◆ **Collected data**
◇ ◇ ◇ ◇ ◇

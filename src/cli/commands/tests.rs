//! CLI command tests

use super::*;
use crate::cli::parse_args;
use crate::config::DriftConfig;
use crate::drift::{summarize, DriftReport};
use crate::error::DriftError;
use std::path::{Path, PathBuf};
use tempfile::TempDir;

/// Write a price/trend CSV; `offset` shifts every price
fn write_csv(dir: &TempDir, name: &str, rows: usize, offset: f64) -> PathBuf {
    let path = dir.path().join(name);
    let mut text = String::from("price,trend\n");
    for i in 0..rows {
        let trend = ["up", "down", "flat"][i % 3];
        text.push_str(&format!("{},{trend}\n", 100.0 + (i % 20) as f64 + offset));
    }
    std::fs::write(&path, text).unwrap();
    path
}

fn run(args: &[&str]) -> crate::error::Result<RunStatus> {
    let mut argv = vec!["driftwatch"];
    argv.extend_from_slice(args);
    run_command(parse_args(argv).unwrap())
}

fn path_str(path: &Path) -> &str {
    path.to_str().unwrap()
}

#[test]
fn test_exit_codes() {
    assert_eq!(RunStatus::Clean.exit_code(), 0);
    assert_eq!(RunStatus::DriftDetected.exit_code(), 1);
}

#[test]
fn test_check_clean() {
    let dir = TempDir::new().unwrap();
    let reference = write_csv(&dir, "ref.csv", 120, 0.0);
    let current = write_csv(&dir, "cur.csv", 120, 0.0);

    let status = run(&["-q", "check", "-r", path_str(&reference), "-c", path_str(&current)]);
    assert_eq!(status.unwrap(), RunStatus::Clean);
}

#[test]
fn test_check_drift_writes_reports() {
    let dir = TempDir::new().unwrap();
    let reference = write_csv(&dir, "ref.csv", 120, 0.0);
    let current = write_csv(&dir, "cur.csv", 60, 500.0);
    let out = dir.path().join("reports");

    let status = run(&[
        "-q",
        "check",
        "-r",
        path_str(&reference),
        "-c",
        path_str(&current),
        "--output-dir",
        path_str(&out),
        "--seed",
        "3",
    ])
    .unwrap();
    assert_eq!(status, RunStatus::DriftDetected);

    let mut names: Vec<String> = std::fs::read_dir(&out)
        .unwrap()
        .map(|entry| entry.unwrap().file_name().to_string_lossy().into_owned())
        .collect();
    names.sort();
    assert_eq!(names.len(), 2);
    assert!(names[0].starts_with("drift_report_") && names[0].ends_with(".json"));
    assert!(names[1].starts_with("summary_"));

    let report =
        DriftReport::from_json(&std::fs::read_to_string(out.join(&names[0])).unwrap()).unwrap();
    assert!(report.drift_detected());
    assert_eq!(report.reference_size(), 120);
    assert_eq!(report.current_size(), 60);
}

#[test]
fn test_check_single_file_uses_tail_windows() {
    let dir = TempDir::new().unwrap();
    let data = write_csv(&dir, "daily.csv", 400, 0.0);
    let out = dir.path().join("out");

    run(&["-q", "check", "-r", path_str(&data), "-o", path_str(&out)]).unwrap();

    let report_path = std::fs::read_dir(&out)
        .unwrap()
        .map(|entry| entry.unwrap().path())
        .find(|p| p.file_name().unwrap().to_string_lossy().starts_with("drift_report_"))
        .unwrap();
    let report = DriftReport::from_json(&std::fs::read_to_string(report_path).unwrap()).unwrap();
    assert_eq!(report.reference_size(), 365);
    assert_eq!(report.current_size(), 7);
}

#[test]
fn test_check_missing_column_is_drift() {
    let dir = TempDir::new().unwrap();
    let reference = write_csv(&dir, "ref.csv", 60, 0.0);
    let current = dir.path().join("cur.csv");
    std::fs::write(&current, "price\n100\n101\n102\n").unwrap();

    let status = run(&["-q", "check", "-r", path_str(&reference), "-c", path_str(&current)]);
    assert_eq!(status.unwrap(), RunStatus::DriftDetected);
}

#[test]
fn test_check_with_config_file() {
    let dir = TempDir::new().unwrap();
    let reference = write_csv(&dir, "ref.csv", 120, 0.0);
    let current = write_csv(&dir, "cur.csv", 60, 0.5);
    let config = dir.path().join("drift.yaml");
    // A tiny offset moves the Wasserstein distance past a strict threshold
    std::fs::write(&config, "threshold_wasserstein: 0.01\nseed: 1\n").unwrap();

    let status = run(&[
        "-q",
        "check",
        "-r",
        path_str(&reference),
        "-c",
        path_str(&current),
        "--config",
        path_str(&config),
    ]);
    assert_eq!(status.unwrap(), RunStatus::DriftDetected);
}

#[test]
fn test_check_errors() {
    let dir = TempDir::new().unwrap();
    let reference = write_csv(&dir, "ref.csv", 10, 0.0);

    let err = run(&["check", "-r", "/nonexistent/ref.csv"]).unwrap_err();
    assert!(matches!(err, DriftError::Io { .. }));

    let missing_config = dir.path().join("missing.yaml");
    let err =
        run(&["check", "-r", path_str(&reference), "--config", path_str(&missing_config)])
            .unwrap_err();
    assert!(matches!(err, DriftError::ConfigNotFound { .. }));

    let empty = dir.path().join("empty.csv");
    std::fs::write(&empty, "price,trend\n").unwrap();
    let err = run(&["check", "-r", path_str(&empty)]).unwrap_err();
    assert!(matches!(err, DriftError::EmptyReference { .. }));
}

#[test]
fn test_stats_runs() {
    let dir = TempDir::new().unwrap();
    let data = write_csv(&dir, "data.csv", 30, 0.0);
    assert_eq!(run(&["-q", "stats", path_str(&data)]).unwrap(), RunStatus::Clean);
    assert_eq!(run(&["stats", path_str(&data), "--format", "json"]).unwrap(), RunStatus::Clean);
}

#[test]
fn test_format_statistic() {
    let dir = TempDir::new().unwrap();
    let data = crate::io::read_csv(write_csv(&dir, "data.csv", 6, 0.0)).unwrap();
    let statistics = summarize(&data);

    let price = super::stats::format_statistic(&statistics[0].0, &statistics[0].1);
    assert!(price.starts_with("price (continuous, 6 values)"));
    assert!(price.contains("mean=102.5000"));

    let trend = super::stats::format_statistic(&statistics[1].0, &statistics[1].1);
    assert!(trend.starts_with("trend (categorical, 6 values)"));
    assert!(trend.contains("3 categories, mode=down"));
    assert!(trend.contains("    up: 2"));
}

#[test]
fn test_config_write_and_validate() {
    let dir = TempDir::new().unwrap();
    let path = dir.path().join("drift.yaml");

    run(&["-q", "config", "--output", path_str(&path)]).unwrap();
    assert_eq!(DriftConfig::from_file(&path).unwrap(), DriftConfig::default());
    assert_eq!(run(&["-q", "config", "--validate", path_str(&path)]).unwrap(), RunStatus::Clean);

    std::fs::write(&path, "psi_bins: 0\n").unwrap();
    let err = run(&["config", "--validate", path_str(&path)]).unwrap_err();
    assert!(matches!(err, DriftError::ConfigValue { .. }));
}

◇ ◇ ◇ ◇ ◇

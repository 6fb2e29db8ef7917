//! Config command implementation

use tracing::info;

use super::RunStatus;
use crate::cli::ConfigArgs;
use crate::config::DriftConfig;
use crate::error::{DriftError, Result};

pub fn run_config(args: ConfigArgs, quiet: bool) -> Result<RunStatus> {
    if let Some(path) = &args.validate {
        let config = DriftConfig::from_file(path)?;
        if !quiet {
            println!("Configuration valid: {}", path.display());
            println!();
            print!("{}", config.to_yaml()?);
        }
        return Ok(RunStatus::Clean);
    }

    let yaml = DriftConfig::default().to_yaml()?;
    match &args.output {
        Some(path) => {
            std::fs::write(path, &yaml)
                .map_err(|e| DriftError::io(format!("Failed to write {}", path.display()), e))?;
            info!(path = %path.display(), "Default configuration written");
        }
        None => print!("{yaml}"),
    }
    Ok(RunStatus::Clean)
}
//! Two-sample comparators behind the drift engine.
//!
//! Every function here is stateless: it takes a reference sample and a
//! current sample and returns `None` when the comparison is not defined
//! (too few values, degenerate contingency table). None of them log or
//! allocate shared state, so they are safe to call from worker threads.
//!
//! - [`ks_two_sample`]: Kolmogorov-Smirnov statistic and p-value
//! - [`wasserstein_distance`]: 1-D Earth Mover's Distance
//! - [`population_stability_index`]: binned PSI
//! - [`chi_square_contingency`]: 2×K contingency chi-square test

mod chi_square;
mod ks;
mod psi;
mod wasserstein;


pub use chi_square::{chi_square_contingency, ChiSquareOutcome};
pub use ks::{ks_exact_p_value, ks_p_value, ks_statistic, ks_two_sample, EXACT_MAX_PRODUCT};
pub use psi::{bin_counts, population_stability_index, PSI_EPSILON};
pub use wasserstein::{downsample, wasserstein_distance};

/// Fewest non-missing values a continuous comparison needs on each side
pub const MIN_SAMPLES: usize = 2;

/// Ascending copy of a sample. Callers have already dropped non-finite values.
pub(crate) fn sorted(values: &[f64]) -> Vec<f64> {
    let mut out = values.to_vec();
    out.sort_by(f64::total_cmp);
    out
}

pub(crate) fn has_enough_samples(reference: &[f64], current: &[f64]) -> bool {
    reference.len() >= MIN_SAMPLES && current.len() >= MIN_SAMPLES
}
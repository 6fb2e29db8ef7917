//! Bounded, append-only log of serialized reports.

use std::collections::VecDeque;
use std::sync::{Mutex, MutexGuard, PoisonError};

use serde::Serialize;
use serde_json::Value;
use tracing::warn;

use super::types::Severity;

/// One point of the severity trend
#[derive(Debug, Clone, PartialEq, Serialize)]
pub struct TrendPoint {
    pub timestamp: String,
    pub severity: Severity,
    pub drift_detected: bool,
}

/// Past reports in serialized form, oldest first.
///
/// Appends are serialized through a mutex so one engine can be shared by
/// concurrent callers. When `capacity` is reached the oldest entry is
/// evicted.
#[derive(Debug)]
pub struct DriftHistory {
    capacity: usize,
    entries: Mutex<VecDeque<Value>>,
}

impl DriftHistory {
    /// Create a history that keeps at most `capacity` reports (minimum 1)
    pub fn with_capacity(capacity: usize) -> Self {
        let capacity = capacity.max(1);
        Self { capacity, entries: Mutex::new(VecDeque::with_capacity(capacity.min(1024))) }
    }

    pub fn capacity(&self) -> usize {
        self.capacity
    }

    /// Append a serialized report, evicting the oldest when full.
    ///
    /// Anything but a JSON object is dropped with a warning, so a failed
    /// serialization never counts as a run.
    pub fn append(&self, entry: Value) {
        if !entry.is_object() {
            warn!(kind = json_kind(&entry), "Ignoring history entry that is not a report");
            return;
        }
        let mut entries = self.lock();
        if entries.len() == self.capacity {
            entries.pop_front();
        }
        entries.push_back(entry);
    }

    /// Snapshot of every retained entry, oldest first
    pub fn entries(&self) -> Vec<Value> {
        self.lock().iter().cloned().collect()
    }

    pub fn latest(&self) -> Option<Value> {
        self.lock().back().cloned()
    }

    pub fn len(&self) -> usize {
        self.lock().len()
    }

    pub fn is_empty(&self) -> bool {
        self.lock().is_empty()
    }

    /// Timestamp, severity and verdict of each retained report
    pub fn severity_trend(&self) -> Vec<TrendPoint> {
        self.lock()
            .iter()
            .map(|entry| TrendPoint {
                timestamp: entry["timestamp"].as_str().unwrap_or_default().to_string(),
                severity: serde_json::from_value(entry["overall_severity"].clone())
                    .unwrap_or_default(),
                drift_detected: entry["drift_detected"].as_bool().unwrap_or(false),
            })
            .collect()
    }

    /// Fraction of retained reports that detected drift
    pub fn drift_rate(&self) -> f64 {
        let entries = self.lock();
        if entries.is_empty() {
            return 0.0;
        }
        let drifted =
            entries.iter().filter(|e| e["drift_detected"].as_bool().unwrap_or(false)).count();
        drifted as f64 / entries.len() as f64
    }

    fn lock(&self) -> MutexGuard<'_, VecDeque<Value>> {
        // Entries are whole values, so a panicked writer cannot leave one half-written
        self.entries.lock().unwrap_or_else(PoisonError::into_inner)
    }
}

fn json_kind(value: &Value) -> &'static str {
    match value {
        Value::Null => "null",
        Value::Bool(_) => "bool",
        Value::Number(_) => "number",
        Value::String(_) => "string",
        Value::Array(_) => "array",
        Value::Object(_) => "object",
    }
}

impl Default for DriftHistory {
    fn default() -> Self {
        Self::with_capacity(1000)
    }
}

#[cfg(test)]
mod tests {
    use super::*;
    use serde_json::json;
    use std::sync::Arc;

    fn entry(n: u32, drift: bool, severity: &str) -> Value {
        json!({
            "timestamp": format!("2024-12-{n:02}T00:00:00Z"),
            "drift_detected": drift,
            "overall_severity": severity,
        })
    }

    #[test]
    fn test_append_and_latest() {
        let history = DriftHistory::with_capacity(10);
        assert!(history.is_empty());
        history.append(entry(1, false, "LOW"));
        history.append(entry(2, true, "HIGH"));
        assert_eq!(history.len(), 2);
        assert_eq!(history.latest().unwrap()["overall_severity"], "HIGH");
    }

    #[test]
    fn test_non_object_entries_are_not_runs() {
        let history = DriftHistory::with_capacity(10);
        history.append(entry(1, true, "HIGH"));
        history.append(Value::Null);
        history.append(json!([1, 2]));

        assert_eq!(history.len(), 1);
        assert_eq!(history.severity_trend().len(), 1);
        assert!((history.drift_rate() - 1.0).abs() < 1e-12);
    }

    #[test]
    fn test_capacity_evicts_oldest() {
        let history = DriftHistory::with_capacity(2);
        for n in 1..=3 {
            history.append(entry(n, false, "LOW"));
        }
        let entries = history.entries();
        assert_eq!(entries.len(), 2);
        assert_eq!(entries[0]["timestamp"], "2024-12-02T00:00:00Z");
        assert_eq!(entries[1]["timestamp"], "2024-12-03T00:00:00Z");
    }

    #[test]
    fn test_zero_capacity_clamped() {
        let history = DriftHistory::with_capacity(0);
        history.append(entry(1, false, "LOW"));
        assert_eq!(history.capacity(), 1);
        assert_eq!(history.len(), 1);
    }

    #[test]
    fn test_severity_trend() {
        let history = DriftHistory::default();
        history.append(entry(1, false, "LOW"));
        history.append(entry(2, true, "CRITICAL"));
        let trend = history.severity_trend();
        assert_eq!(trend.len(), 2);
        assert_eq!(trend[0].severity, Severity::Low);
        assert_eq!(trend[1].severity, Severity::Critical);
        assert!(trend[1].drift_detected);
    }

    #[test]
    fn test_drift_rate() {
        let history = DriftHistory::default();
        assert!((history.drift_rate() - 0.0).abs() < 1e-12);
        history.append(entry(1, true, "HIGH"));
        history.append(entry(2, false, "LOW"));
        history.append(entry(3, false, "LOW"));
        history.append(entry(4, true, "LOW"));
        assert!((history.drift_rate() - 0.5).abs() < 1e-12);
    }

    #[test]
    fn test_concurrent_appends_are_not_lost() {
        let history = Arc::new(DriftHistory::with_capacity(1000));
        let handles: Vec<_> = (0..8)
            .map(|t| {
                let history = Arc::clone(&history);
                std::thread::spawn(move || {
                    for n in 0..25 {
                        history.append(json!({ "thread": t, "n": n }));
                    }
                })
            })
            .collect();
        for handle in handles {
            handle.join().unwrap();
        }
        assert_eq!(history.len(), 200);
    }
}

◇ ◇ ◇ ◇ ◇

◆ **PROBLEM STATEMENT**
Only lines of the data holding the word "Null" go in the answer. Please copy each of them.

◆ **SOLUTION**
        Value::Null => "null",
        history.append(Value::Null);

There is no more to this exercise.